Task statement:
Read through the listing below and copy each line in which the word "UnboundedSender" occurs.

+-------+

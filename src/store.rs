//! Collaborator interfaces and their stock implementations
//!
//! The learning engine never touches sensors or disks directly. It reads
//! samples from a [`SampleSource`], persists accepted models through a
//! [`ModelStore`], hands thresholds to a [`ThresholdSink`] and reports progress
//! to a [`ProgressSink`]. In-memory, file-backed and `tracing` implementations
//! are provided.

use crate::deployed::DeployedModel;
use crate::error::LearnError;
use crate::metadata::ModelMetadata;
use crate::types::{ModelVersion, PersonalizedThresholds, ProcessedSample, TrainingEvent};
use chrono::{DateTime, Utc};
use parking_lot::{Mutex, RwLock};
use std::path::{Path, PathBuf};
use tokio::sync::mpsc::UnboundedSender;
use tracing::info;

/// Read-only, time-ordered sample history
pub trait SampleSource: Send + Sync {
    /// Samples with `from <= timestamp < to`, ordered by timestamp
    fn fetch(&self, from: DateTime<Utc>, to: DateTime<Utc>)
        -> Result<Vec<ProcessedSample>, LearnError>;
}

/// Persistence for committed models
pub trait ModelStore: Send + Sync {
    /// Persist a model and its metadata, returning where it was written
    fn save(&self, deployed: &DeployedModel, metadata: &ModelMetadata)
        -> Result<String, LearnError>;
}

/// Consumer of freshly computed thresholds
pub trait ThresholdSink: Send + Sync {
    fn save(&self, thresholds: &PersonalizedThresholds) -> Result<(), LearnError>;
}

/// Observer of training progress (0-1 plus a message)
pub trait ProgressSink: Send + Sync {
    fn report(&self, progress: f64, message: &str);
}

// Sample sources

/// Sample source backed by a vector
#[derive(Debug, Default)]
pub struct InMemorySampleSource {
    samples: RwLock<Vec<ProcessedSample>>,
}

impl InMemorySampleSource {
    pub fn new(mut samples: Vec<ProcessedSample>) -> Self {
        samples.sort_by_key(|s| s.timestamp);
        Self {
            samples: RwLock::new(samples),
        }
    }

    pub fn push(&self, sample: ProcessedSample) {
        let mut samples = self.samples.write();
        let index = samples.partition_point(|s| s.timestamp <= sample.timestamp);
        samples.insert(index, sample);
    }

    pub fn len(&self) -> usize {
        self.samples.read().len()
    }

    pub fn is_empty(&self) -> bool {
        self.samples.read().is_empty()
    }
}

impl SampleSource for InMemorySampleSource {
    fn fetch(
        &self,
        from: DateTime<Utc>,
        to: DateTime<Utc>,
    ) -> Result<Vec<ProcessedSample>, LearnError> {
        Ok(self
            .samples
            .read()
            .iter()
            .filter(|s| s.timestamp >= from && s.timestamp < to)
            .copied()
            .collect())
    }
}

/// Sample source reading a newline-delimited JSON file of processed samples
#[derive(Debug, Clone)]
pub struct NdjsonSampleSource {
    path: PathBuf,
}

impl NdjsonSampleSource {
    pub fn new(path: impl Into<PathBuf>) -> Self {
        Self { path: path.into() }
    }
}

impl SampleSource for NdjsonSampleSource {
    fn fetch(
        &self,
        from: DateTime<Utc>,
        to: DateTime<Utc>,
    ) -> Result<Vec<ProcessedSample>, LearnError> {
        let contents = std::fs::read_to_string(&self.path).map_err(|e| {
            LearnError::Source(format!("cannot read {}: {}", self.path.display(), e))
        })?;
        let mut samples: Vec<ProcessedSample> = parse_processed_ndjson(&contents)?
            .into_iter()
            .filter(|s| s.timestamp >= from && s.timestamp < to)
            .collect();
        samples.sort_by_key(|s| s.timestamp);
        Ok(samples)
    }
}

/// Parse NDJSON containing processed samples
pub fn parse_processed_ndjson(ndjson: &str) -> Result<Vec<ProcessedSample>, LearnError> {
    let mut samples = Vec::new();
    for (line_num, line) in ndjson.lines().enumerate() {
        let trimmed = line.trim();
        if trimmed.is_empty() {
            continue;
        }
        match serde_json::from_str::<ProcessedSample>(trimmed) {
            Ok(sample) => samples.push(sample),
            Err(e) => {
                return Err(LearnError::ParseError(format!(
                    "Failed to parse line {}: {}",
                    line_num + 1,
                    e
                )));
            }
        }
    }
    Ok(samples)
}

/// Serialize samples as NDJSON, one sample per line
pub fn to_ndjson<T: serde::Serialize>(items: &[T]) -> Result<String, LearnError> {
    let mut out = String::new();
    for item in items {
        out.push_str(&serde_json::to_string(item)?);
        out.push('\n');
    }
    Ok(out)
}

// Model stores

/// Record of one in-memory save
#[derive(Debug, Clone)]
pub struct SavedModel {
    pub version: ModelVersion,
    pub parameters: serde_json::Value,
    pub metadata: ModelMetadata,
}

/// Model store that keeps every saved model in memory
#[derive(Debug, Default)]
pub struct InMemoryModelStore {
    saved: Mutex<Vec<SavedModel>>,
}

impl InMemoryModelStore {
    pub fn saved(&self) -> Vec<SavedModel> {
        self.saved.lock().clone()
    }

    pub fn latest(&self) -> Option<SavedModel> {
        self.saved.lock().last().cloned()
    }
}

impl ModelStore for InMemoryModelStore {
    fn save(
        &self,
        deployed: &DeployedModel,
        metadata: &ModelMetadata,
    ) -> Result<String, LearnError> {
        let parameters = deployed.model.export()?;
        self.saved.lock().push(SavedModel {
            version: deployed.version,
            parameters,
            metadata: metadata.clone(),
        });
        Ok(format!("memory://models/{}", deployed.version))
    }
}

/// Model store writing `<dir>/sleep_stage_model_v<version>.json` plus a
/// `_metadata.json` sibling
#[derive(Debug, Clone)]
pub struct FileModelStore {
    dir: PathBuf,
}

impl FileModelStore {
    pub fn new(dir: impl Into<PathBuf>) -> Self {
        Self { dir: dir.into() }
    }

    pub fn model_path(&self, version: ModelVersion) -> PathBuf {
        self.dir
            .join(format!("sleep_stage_model_v{}.json", version))
    }

    pub fn metadata_path(&self, version: ModelVersion) -> PathBuf {
        self.dir
            .join(format!("sleep_stage_model_v{}_metadata.json", version))
    }
}

impl ModelStore for FileModelStore {
    fn save(
        &self,
        deployed: &DeployedModel,
        metadata: &ModelMetadata,
    ) -> Result<String, LearnError> {
        let persist = |path: &Path, json: String| {
            std::fs::write(path, json).map_err(|e| {
                LearnError::Persistence(format!("cannot write {}: {}", path.display(), e))
            })
        };

        std::fs::create_dir_all(&self.dir).map_err(|e| {
            LearnError::Persistence(format!("cannot create {}: {}", self.dir.display(), e))
        })?;

        let model_path = self.model_path(deployed.version);
        let parameters = deployed.model.export()?;
        persist(&model_path, serde_json::to_string_pretty(&parameters)?)?;
        persist(
            &self.metadata_path(deployed.version),
            serde_json::to_string_pretty(metadata)?,
        )?;

        Ok(model_path.display().to_string())
    }
}

// Threshold sinks

/// Threshold sink that keeps the most recent thresholds
#[derive(Debug, Default)]
pub struct InMemoryThresholdSink {
    latest: Mutex<Option<PersonalizedThresholds>>,
}

impl InMemoryThresholdSink {
    pub fn latest(&self) -> Option<PersonalizedThresholds> {
        *self.latest.lock()
    }
}

impl ThresholdSink for InMemoryThresholdSink {
    fn save(&self, thresholds: &PersonalizedThresholds) -> Result<(), LearnError> {
        *self.latest.lock() = Some(*thresholds);
        Ok(())
    }
}

/// Threshold sink writing pretty JSON to a file
#[derive(Debug, Clone)]
pub struct FileThresholdSink {
    path: PathBuf,
}

impl FileThresholdSink {
    pub fn new(path: impl Into<PathBuf>) -> Self {
        Self { path: path.into() }
    }
}

impl ThresholdSink for FileThresholdSink {
    fn save(&self, thresholds: &PersonalizedThresholds) -> Result<(), LearnError> {
        let json = serde_json::to_string_pretty(thresholds)?;
        std::fs::write(&self.path, json).map_err(|e| {
            LearnError::Persistence(format!("cannot write {}: {}", self.path.display(), e))
        })
    }
}

// Progress sinks

/// Progress sink that logs through `tracing`
#[derive(Debug, Default, Clone, Copy)]
pub struct TracingProgressSink;

impl ProgressSink for TracingProgressSink {
    fn report(&self, progress: f64, message: &str) {
        info!(progress, step = message, "training progress");
    }
}

/// Progress sink forwarding progress as [`TrainingEvent::Progress`] events
#[derive(Debug, Clone)]
pub struct ChannelProgressSink {
    tx: UnboundedSender<TrainingEvent>,
}

impl ChannelProgressSink {
    pub fn new(tx: UnboundedSender<TrainingEvent>) -> Self {
        Self { tx }
    }
}

impl ProgressSink for ChannelProgressSink {
    fn report(&self, progress: f64, message: &str) {
        // A dropped receiver only means nobody is listening
        let _ = self.tx.send(TrainingEvent::Progress {
            progress,
            message: message.to_string(),
        });
    }
}

#[cfg(test)]
mod tests {
    use super::*;
    use crate::deployed::ModelSlot;
    use crate::metadata::MetadataEncoder;
    use crate::model::test_support::ConstantModel;
    use crate::synthetic::SyntheticSleepGenerator;
    use crate::types::ValidationResult;
    use chrono::{Duration, TimeZone};
    use pretty_assertions::assert_eq;
    use std::sync::Arc;

    fn start() -> DateTime<Utc> {
        Utc.with_ymd_and_hms(2024, 1, 15, 23, 0, 0).unwrap()
    }

    fn temp_dir(name: &str) -> PathBuf {
        let dir = std::env::temp_dir().join(format!("somna-{}-{}", name, uuid::Uuid::new_v4()));
        std::fs::create_dir_all(&dir).unwrap();
        dir
    }

    #[test]
    fn test_in_memory_source_range() {
        let night = SyntheticSleepGenerator::new(1).generate_night(start(), 12);
        let source = InMemorySampleSource::new(night.clone());

        let fetched = source
            .fetch(start() + Duration::minutes(10), start() + Duration::minutes(30))
            .unwrap();
        // Samples at 10, 15, 20 and 25 minutes
        assert_eq!(fetched, night[2..6].to_vec());
    }

    #[test]
    fn test_in_memory_source_push_keeps_order() {
        let night = SyntheticSleepGenerator::new(2).generate_night(start(), 4);
        let source = InMemorySampleSource::new(vec![night[0], night[2]]);
        source.push(night[3]);
        source.push(night[1]);

        let all = source
            .fetch(start(), start() + Duration::days(1))
            .unwrap();
        assert_eq!(all, night);
    }

    #[test]
    fn test_ndjson_source_roundtrip() {
        let dir = temp_dir("source");
        let path = dir.join("samples.ndjson");
        let night = SyntheticSleepGenerator::new(3).generate_night(start(), 10);
        std::fs::write(&path, to_ndjson(&night).unwrap()).unwrap();

        let fetched = NdjsonSampleSource::new(&path)
            .fetch(start(), start() + Duration::days(1))
            .unwrap();
        assert_eq!(fetched.len(), 10);
        assert_eq!(fetched[0].timestamp, night[0].timestamp);

        std::fs::remove_dir_all(dir).ok();
    }

    #[test]
    fn test_parse_ndjson_reports_line() {
        let err = parse_processed_ndjson("\n{bad json}\n").unwrap_err();
        match err {
            LearnError::ParseError(message) => assert!(message.contains("line 2")),
            other => panic!("unexpected error: {other}"),
        }
    }

    #[test]
    fn test_missing_file_is_source_error() {
        let err = NdjsonSampleSource::new("/nonexistent/somna/samples.ndjson")
            .fetch(start(), start())
            .unwrap_err();
        assert!(matches!(err, LearnError::Source(_)));
    }

    #[test]
    fn test_file_model_store_writes_both_files() {
        let dir = temp_dir("models");
        let slot = ModelSlot::default();
        let deployed = slot.install(Arc::new(ConstantModel(2)), 0.9, 50);
        let metadata = MetadataEncoder::new().encode(&deployed, &ValidationResult::default(), 10);

        let store = FileModelStore::new(&dir);
        let location = store.save(&deployed, &metadata).unwrap();

        assert!(location.ends_with("sleep_stage_model_v1.0.1.json"));
        let parameters: serde_json::Value =
            serde_json::from_str(&std::fs::read_to_string(&location).unwrap()).unwrap();
        assert_eq!(parameters["label"], 2);
        assert!(store.metadata_path(deployed.version).exists());

        std::fs::remove_dir_all(dir).ok();
    }

    #[test]
    fn test_in_memory_stores() {
        let slot = ModelSlot::default();
        let deployed = slot.install(Arc::new(ConstantModel(1)), 0.9, 50);
        let metadata = MetadataEncoder::new().encode(&deployed, &ValidationResult::default(), 10);

        let store = InMemoryModelStore::default();
        assert_eq!(store.save(&deployed, &metadata).unwrap(), "memory://models/1.0.1");
        assert_eq!(store.latest().map(|s| s.version), Some(deployed.version));

        let sink = InMemoryThresholdSink::default();
        sink.save(&PersonalizedThresholds::default()).unwrap();
        assert_eq!(sink.latest(), Some(PersonalizedThresholds::default()));
    }

    #[test]
    fn test_channel_progress_sink() {
        let (tx, mut rx) = tokio::sync::mpsc::unbounded_channel();
        let sink = ChannelProgressSink::new(tx);
        sink.report(0.25, "Engineering features");

        assert_eq!(
            rx.try_recv().unwrap(),
            TrainingEvent::Progress {
                progress: 0.25,
                message: "Engineering features".to_string()
            }
        );
    }
}
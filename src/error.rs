//! Error types for somna-learn

use thiserror::Error;

/// Errors that can occur while training, validating or deploying a model
#[derive(Debug, Error)]
pub enum LearnError {
    #[error("Insufficient data for training: {0}")]
    InsufficientData(String),

    #[error("Feature/label count mismatch: {features} feature rows, {labels} labels")]
    FeatureCountMismatch { features: usize, labels: usize },

    #[error("Invalid configuration: {0}")]
    InvalidConfig(String),

    #[error("No model available: {0}")]
    ModelUnavailable(String),

    #[error("Persistence error: {0}")]
    Persistence(String),

    #[error("Sample source error: {0}")]
    Source(String),

    #[error("Failed to parse input: {0}")]
    ParseError(String),

    #[error("Invalid JSON: {0}")]
    JsonError(#[from] serde_json::Error),

    #[error("I/O error: {0}")]
    Io(#[from] std::io::Error),

    #[error("Operation timed out after {0} seconds")]
    Timeout(u64),

    #[error("Training already in progress")]
    TrainingInProgress,

    #[error("Background task failed: {0}")]
    TaskFailed(String),
}
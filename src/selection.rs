//! Feature selection
//!
//! Scores the heart-rate, HRV and movement trends by their Pearson correlation
//! with sleep efficiency across the supplied feature set, and keeps the
//! vectors whose signed mean score clears a threshold.

use crate::normalizer::pearson_correlation;
use crate::types::{EngineeredFeature, FeatureImportance};

/// Importance key for the heart-rate trend
pub const HEART_RATE_TREND: &str = "heart_rate_trend";
/// Importance key for the HRV trend
pub const HRV_TREND: &str = "hrv_trend";
/// Importance key for the movement trend
pub const MOVEMENT_TREND: &str = "movement_trend";

/// Output of a selection pass
#[derive(Debug, Clone, PartialEq)]
pub struct Selection {
    pub selected: Vec<EngineeredFeature>,
    pub importance: FeatureImportance,
}

/// Correlation-based feature selector
pub struct FeatureSelector;

impl FeatureSelector {
    /// Select feature vectors whose aggregate score exceeds `threshold`.
    ///
    /// Correlations are computed over the whole slice, so the score is shared
    /// by every vector in one call. Meaningful scores need vectors from more
    /// than one window; within a single window the trends are constant and
    /// every correlation is 0.0.
    pub fn select(features: &[EngineeredFeature], threshold: f64) -> Selection {
        if features.is_empty() {
            return Selection {
                selected: Vec::new(),
                importance: FeatureImportance::new(),
            };
        }

        let efficiency: Vec<f64> = features.iter().map(|f| f.sleep_efficiency).collect();
        let trend = |pick: fn(&EngineeredFeature) -> f64| {
            let values: Vec<f64> = features.iter().map(pick).collect();
            pearson_correlation(&values, &efficiency)
        };

        let corr_hr = trend(|f| f.trends.heart_rate);
        let corr_hrv = trend(|f| f.trends.hrv);
        let corr_movement = trend(|f| f.trends.movement);

        let mut importance = FeatureImportance::new();
        importance.insert(HEART_RATE_TREND.to_string(), corr_hr);
        importance.insert(HRV_TREND.to_string(), corr_hrv);
        importance.insert(MOVEMENT_TREND.to_string(), corr_movement);

        let score = aggregate_score(corr_hr, corr_hrv, corr_movement);
        let selected = features
            .iter()
            .filter(|_| score > threshold)
            .cloned()
            .collect();

        Selection {
            selected,
            importance,
        }
    }
}

/// Signed mean of the three trend correlations
pub fn aggregate_score(corr_hr: f64, corr_hrv: f64, corr_movement: f64) -> f64 {
    (corr_hr + corr_hrv + corr_movement) / 3.0
}
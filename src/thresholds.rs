//! Personalized thresholds
//!
//! Derives per-user heart-rate, HRV and respiratory-rate thresholds from the
//! raw signal values of engineered features. Asleep samples are preferred; if
//! a history has none, all samples are used.

use crate::normalizer::mean;
use crate::types::{EngineeredFeature, PersonalizedThresholds};

/// Threshold calculator
pub struct ThresholdCalculator;

impl ThresholdCalculator {
    /// Compute thresholds. Returns the defaults for empty input.
    pub fn calculate(features: &[EngineeredFeature]) -> PersonalizedThresholds {
        if features.is_empty() {
            return PersonalizedThresholds::default();
        }

        let asleep: Vec<&EngineeredFeature> = features
            .iter()
            .filter(|f| !f.actual_stage.is_awake())
            .collect();
        let basis: Vec<&EngineeredFeature> = if asleep.is_empty() {
            features.iter().collect()
        } else {
            asleep
        };

        let defaults = PersonalizedThresholds::default();
        let average = |pick: fn(&EngineeredFeature) -> f64| {
            let values: Vec<f64> = basis.iter().map(|f| pick(f)).collect();
            mean(&values)
        };
        let efficiency: Vec<f64> = features.iter().map(|f| f.sleep_efficiency).collect();

        PersonalizedThresholds {
            heart_rate: average(|f| f.raw.heart_rate).unwrap_or(defaults.heart_rate),
            hrv: average(|f| f.raw.hrv).unwrap_or(defaults.hrv),
            respiratory_rate: average(|f| f.raw.respiratory_rate)
                .unwrap_or(defaults.respiratory_rate),
            sleep_quality: mean(&efficiency).unwrap_or(defaults.sleep_quality),
        }
    }
}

+-------+

Task result:
use tokio::sync::mpsc::UnboundedSender;
    tx: UnboundedSender<TrainingEvent>,
    pub fn new(tx: UnboundedSender<TrainingEvent>) -> Self {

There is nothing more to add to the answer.